Anyway, I'm just saying I love it, doesn't mean it's the top game out there, but for me, it's the top first shooter game:

1-Counter Strike
2-Call of duty
3-Desert Combat
4-Battlefield Vietnam (realism)


----------



## Praetor

> If you have HL, you dont have to buy Counter Strike, it's a free mod that you download. I'm tellin you I think you would like it. 80 % of people I know who've tried it.loved it!


Yeah i know ... but i dont forgive 
(just give up now, i'm stubborn )


----------



## SpetsnaZ

Kids today, they never tried carrots, yet they say they hate 'em !!! hehe


----------



## Praetor

Kids today nothing; I'm a geezer 
Besides, to get the mod working, i'd have to install HL ... something I'm not willing to do. Even HL2 was a dissapointment and i was kinda looking forward to it too


----------



## SpetsnaZ

I don't think I'll get Half life2....I'm sticking with War like games !!!


----------



## 4W4K3

Praetor said:
			
		

> Kids today nothing; I'm a geezer



hahahaha...for a geezer i still think you're pretty kewl


----------



## Turkishmoose

Why isnt MAX PYNE 2 in the poll?

its damn better than any of the ones up there  hehehe


----------



## SpetsnaZ

Turkishmoose said:
			
		

> Why isnt MAX PYNE 2 in the poll?



I wonder why......maybe cuz no one likes it?


----------



## Turkishmoose

Ouch.....

yeah maybe you're right, its not much compared to newer titles, but bullet time's still pretty cool


----------



## Praetor

Kreed! (although it takes some resource hacking to get the invert mouse to work properly)


----------



## SpetsnaZ

Turkishmoose said:
			
		

> Ouch..... but bullet time's still pretty cool



Yeah bullit time is cool.....but dont you think that it is the same as PART 1 ?

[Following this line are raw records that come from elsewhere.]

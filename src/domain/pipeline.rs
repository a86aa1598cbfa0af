//! Screening pipeline.
//!
//! Universe → price fetch → return multiplier → relative-strength rank →
//! percentile selection → technical + fundamental evaluation → admission
//! gate → ranked results.
//!
//! Per-symbol work runs on a bounded rayon pool. Ranking waits for every
//! symbol's return profile; a symbol that fails at any stage is recorded in
//! [`ScreenReport::failures`] and drops out without affecting its peers. Only
//! universe and benchmark failures abort the run.

use std::collections::HashMap;
use std::fmt;

use chrono::{Duration, NaiveDate};
use rayon::prelude::*;
use rayon::ThreadPool;
use tracing::{debug, info, warn};

use crate::domain::aggregate::{aggregate_results, AdmittedSymbol, ScreenResult};
use crate::domain::error::ScreenerError;
use crate::domain::fundamental::evaluate_fundamentals;
use crate::domain::gate::{evaluate_gate, GateThresholds};
use crate::domain::price::PriceSeries;
use crate::domain::ranking::{rank_relative_strength, PerformanceRecord};
use crate::domain::returns::{cumulative_return, return_profile, ReturnProfile};
use crate::domain::selection::{select_performers, QuantileMethod};
use crate::domain::technical::{evaluate_technicals, TechnicalParams};
use crate::domain::universe::normalize_universe;
use crate::ports::data_port::{PriceHistoryCache, PriceHistoryProvider};
use crate::ports::fundamentals_port::FundamentalsProvider;
use crate::ports::universe_port::UniverseProvider;

#[derive(Debug, Clone, PartialEq)]
pub struct ScreenConfig {
    pub benchmark: String,
    pub window_days: i64,
    pub percentile_threshold: f64,
    pub quantile_method: QuantileMethod,
    pub technical: TechnicalParams,
    pub thresholds: GateThresholds,
    pub workers: usize,
}

impl ScreenConfig {
    pub fn new(benchmark: impl Into<String>) -> Self {
        Self {
            benchmark: benchmark.into(),
            window_days: 365,
            percentile_threshold: 0.60,
            quantile_method: QuantileMethod::default(),
            technical: TechnicalParams::default(),
            thresholds: GateThresholds::default(),
            workers: 4,
        }
    }

    /// Inclusive `[start, end]` date window ending at `as_of`.
    pub fn window(&self, as_of: NaiveDate) -> Result<(NaiveDate, NaiveDate), ScreenerError> {
        let start = Duration::try_days(self.window_days)
            .and_then(|days| as_of.checked_sub_signed(days))
            .ok_or_else(|| ScreenerError::ConfigInvalid {
                section: "screen".to_string(),
                key: "window_days".to_string(),
                reason: format!(
                    "{} days before {} is out of the supported date range",
                    self.window_days, as_of
                ),
            })?;
        Ok((start, as_of))
    }
}

#[derive(Debug, Clone, Copy, PartialEq, Eq)]
pub enum Stage {
    PriceFetch,
    Returns,
    Technical,
    Fundamental,
}

impl fmt::Display for Stage {
    fn fmt(&self, f: &mut fmt::Formatter<'_>) -> fmt::Result {
        match self {
            Stage::PriceFetch => write!(f, "price fetch"),
            Stage::Returns => write!(f, "returns"),
            Stage::Technical => write!(f, "technical"),
            Stage::Fundamental => write!(f, "fundamental"),
        }
    }
}

#[derive(Debug, Clone, PartialEq)]
pub struct SymbolFailure {
    pub symbol: String,
    pub stage: Stage,
    pub reason: String,
}

impl SymbolFailure {
    fn new(symbol: &str, stage: Stage, err: &ScreenerError) -> Self {
        warn!(symbol, %stage, error = %err, "skipping symbol");
        Self {
            symbol: symbol.to_string(),
            stage,
            reason: err.to_string(),
        }
    }
}

#[derive(Debug, Clone)]
pub struct ScreenReport {
    pub benchmark_multiplier: f64,
    /// One record per universe symbol, in universe order.
    pub performance: Vec<PerformanceRecord>,
    /// Symbols that cleared the percentile threshold.
    pub selected: Vec<String>,
    pub results: Vec<ScreenResult>,
    pub failures: Vec<SymbolFailure>,
}

impl ScreenReport {
    pub fn failed(&self, symbol: &str) -> Option<&SymbolFailure> {
        self.failures.iter().find(|f| f.symbol == symbol)
    }
}

pub struct Screener<'a> {
    prices: &'a dyn PriceHistoryProvider,
    fundamentals: &'a dyn FundamentalsProvider,
    cache: Option<&'a dyn PriceHistoryCache>,
    config: &'a ScreenConfig,
}

struct LoadedSymbol {
    profile: ReturnProfile,
    series: Option<PriceSeries>,
    failure: Option<SymbolFailure>,
}

impl<'a> Screener<'a> {
    pub fn new(
        prices: &'a dyn PriceHistoryProvider,
        fundamentals: &'a dyn FundamentalsProvider,
        config: &'a ScreenConfig,
    ) -> Self {
        Self {
            prices,
            fundamentals,
            cache: None,
            config,
        }
    }

    pub fn with_cache(mut self, cache: &'a dyn PriceHistoryCache) -> Self {
        self.cache = Some(cache);
        self
    }

    /// Fetches the universe from `universe` and screens it.
    pub fn screen_universe(
        &self,
        universe: &dyn UniverseProvider,
        as_of: NaiveDate,
    ) -> Result<ScreenReport, ScreenerError> {
        let symbols = normalize_universe(universe.fetch_universe()?)?;
        info!(symbols = symbols.len(), "universe loaded");
        self.run(&symbols, as_of)
    }

    pub fn run(&self, universe: &[String], as_of: NaiveDate) -> Result<ScreenReport, ScreenerError> {
        let pool = self.build_pool()?;
        let (start, end) = self.config.window(as_of)?;

        let benchmark = self.prices.fetch_series(&self.config.benchmark, start, end)?;
        let benchmark_multiplier = cumulative_return(&benchmark)?;
        info!(
            benchmark = %self.config.benchmark,
            multiplier = benchmark_multiplier,
            %start,
            %end,
            "benchmark return computed"
        );

        // Stage 1: fetch and compute returns for every symbol
        let loaded: Vec<LoadedSymbol> = pool.install(|| {
            universe
                .par_iter()
                .map(|symbol| self.load_symbol(symbol, start, end))
                .collect()
        });

        let mut failures = Vec::new();
        let mut profiles = Vec::with_capacity(loaded.len());
        let mut series_by_symbol = HashMap::new();
        for item in loaded {
            if let Some(series) = item.series {
                series_by_symbol.insert(series.symbol.clone(), series);
            }
            failures.extend(item.failure);
            profiles.push(item.profile);
        }

        // Stage 2: rank the whole universe at once
        let performance = rank_relative_strength(benchmark_multiplier, &profiles);
        let selected = select_performers(
            &performance,
            self.config.percentile_threshold,
            self.config.quantile_method,
        );
        info!(
            ranked = performance.iter().filter(|r| r.percentile_score.is_some()).count(),
            selected = selected.len(),
            threshold = self.config.percentile_threshold,
            "relative strength ranking complete"
        );

        // Stage 3: technical + fundamental gate for survivors
        let evaluated: Vec<Result<Option<AdmittedSymbol>, SymbolFailure>> = pool.install(|| {
            selected
                .par_iter()
                .map(|record| self.evaluate_candidate(record, &series_by_symbol))
                .collect()
        });

        let mut admitted = Vec::new();
        for outcome in evaluated {
            match outcome {
                Ok(Some(symbol)) => admitted.push(symbol),
                Ok(None) => {}
                Err(failure) => failures.push(failure),
            }
        }

        let results = aggregate_results(&admitted);
        info!(
            admitted = results.len(),
            failed = failures.len(),
            "screen complete"
        );

        Ok(ScreenReport {
            benchmark_multiplier,
            performance,
            selected: selected.into_iter().map(|r| r.symbol).collect(),
            results,
            failures,
        })
    }

    fn build_pool(&self) -> Result<ThreadPool, ScreenerError> {
        rayon::ThreadPoolBuilder::new()
            .num_threads(self.config.workers.max(1))
            .build()
            .map_err(|e| ScreenerError::WorkerPool {
                reason: e.to_string(),
            })
    }

    fn load_symbol(&self, symbol: &str, start: NaiveDate, end: NaiveDate) -> LoadedSymbol {
        let series = match self.prices.fetch_series(symbol, start, end) {
            Ok(series) => series,
            Err(e) => {
                return LoadedSymbol {
                    profile: ReturnProfile::undefined(symbol),
                    series: None,
                    failure: Some(SymbolFailure::new(symbol, Stage::PriceFetch, &e)),
                };
            }
        };

        if let Some(cache) = self.cache {
            if let Err(e) = cache.store(&series) {
                warn!(symbol, error = %e, "failed to cache price history");
            }
        }

        match return_profile(&series) {
            Ok(profile) => {
                debug!(symbol, bars = series.len(), multiplier = ?profile.multiplier, "return computed");
                LoadedSymbol {
                    profile,
                    series: Some(series),
                    failure: None,
                }
            }
            Err(e) => LoadedSymbol {
                profile: ReturnProfile::undefined(symbol),
                series: None,
                failure: Some(SymbolFailure::new(symbol, Stage::Returns, &e)),
            },
        }
    }

    fn evaluate_candidate(
        &self,
        record: &PerformanceRecord,
        series_by_symbol: &HashMap<String, PriceSeries>,
    ) -> Result<Option<AdmittedSymbol>, SymbolFailure> {
        let symbol = record.symbol.as_str();
        let series = series_by_symbol.get(symbol).ok_or_else(|| {
            SymbolFailure::new(
                symbol,
                Stage::Technical,
                &ScreenerError::NotFound {
                    symbol: symbol.to_string(),
                },
            )
        })?;

        let technical = evaluate_technicals(series, &self.config.technical)
            .map_err(|e| SymbolFailure::new(symbol, Stage::Technical, &e))?;
        let fundamental = evaluate_fundamentals(self.fundamentals, symbol)
            .map_err(|e| SymbolFailure::new(symbol, Stage::Fundamental, &e))?;

        let outcome = evaluate_gate(&technical, &fundamental, &self.config.thresholds);
        debug!(
            symbol,
            trend_aligned = outcome.trend_aligned,
            above_floor = outcome.above_floor,
            near_ceiling = outcome.near_ceiling,
            sentiment_ok = outcome.sentiment_ok,
            "admission gate evaluated"
        );

        if !outcome.admitted() {
            return Ok(None);
        }
        Ok(Some(AdmittedSymbol {
            performance: record.clone(),
            technical,
            fundamental,
        }))
    }
}
//! Price bar and per-symbol price series.

use chrono::NaiveDate;

#[derive(Debug, Clone, PartialEq)]
pub struct PriceBar {
    pub date: NaiveDate,
    pub open: f64,
    pub high: f64,
    pub low: f64,
    pub close: f64,
    pub adj_close: f64,
    pub volume: i64,
}

/// Date-ordered bars for one symbol (or the benchmark).
#[derive(Debug, Clone, PartialEq)]
pub struct PriceSeries {
    pub symbol: String,
    pub bars: Vec<PriceBar>,
}

impl PriceSeries {
    /// Builds a series, sorting the bars by date.
    pub fn new(symbol: impl Into<String>, mut bars: Vec<PriceBar>) -> Self {
        bars.sort_by_key(|b| b.date);
        Self {
            symbol: symbol.into(),
            bars,
        }
    }

    pub fn len(&self) -> usize {
        self.bars.len()
    }

    pub fn is_empty(&self) -> bool {
        self.bars.is_empty()
    }

    pub fn latest(&self) -> Option<&PriceBar> {
        self.bars.last()
    }
}

/// Rounds to two decimal places, exact ties to even (0.125 -> 0.12).
pub fn round2(value: f64) -> f64 {
    (value * 100.0).round_ties_even() / 100.0
}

I saw no difference...same tactics...just a new story! But I keep playing Counter STrike for last 3 and half years hehehe....same tactics, same story, just new guns and new maps hehe


----------



## Turkishmoose

In max payne 2, when you go into bullet doge, your meter increases as you kill, if you get it up high enough, you go into the zone and he does a cool move....

and you gotta admit, the sotry of max payne series is pretty cool


----------



## SpetsnaZ

Turkishmoose said:
			
		

> you gotta admit, the sotry of max payne series is pretty cool



No...sorry dude !!!! I admit, it's not very cool


----------



## Swifty

I started out on Quakeworld years ago then brought Unreal Tournament when it first came out. Played that for around 6 months then when't on to playing Counter-Strike which I have stuck playing ever since.


----------



## nick

*yeah*

yeah cstrike's my fav game... im big 1.5 fan. its a shame what they doing to it cuz 1.6 is gay.


----------



## djadragon

CS = COunter Strike!


----------



## SpetsnaZ

nick said:
			
		

> yeah cstrike's my fav game... im big 1.5 fan. its a shame what they doing to it cuz 1.6 is gay.



That's the problem, most hackers dont like 1.6 cuz it's harder to use hacks on it.  1.6 is way better with steam vacs and all the addons. I'm a big 1.6 fan because 1.5 was 70 % hacker, 25% talent and 5 % noobs.....which by the way could not learn how to play cuz of the dominating HACKERS.

CS is a great game that seams to outlast time. 1.6 is a great MOD and should do well for a couple of more years, it just needs more HYPE to it, more weapons, different maps and if one day it is possible...it needs to abolish hacking.


----------



## Hellfire

Oooo... What about AVP/AVP 2 ok.. not great but ok, then theres castle wolfenstein, CLASSIC  and loads of oldies rock , Yes Cs rocks best first person I played


----------



## smadge

cs=the best. how old is it anyway?
-smadge


----------



## 4W4K3

CHICKEN INVADERS!!! anyone play?!!? great game


----------



## tristan

Started with the original Quake. (The pioneer of online FPS) Then moved to Medal of Honor, and now Call of Duty. 
World of Warcraft looks very promising and fun.


----------



## Grimulus

Jimbob1989 said:
			
		

> What about Farcry, I've played a demo with my new speaker (the bass turned to full) and its a great game (and i've only played the demo).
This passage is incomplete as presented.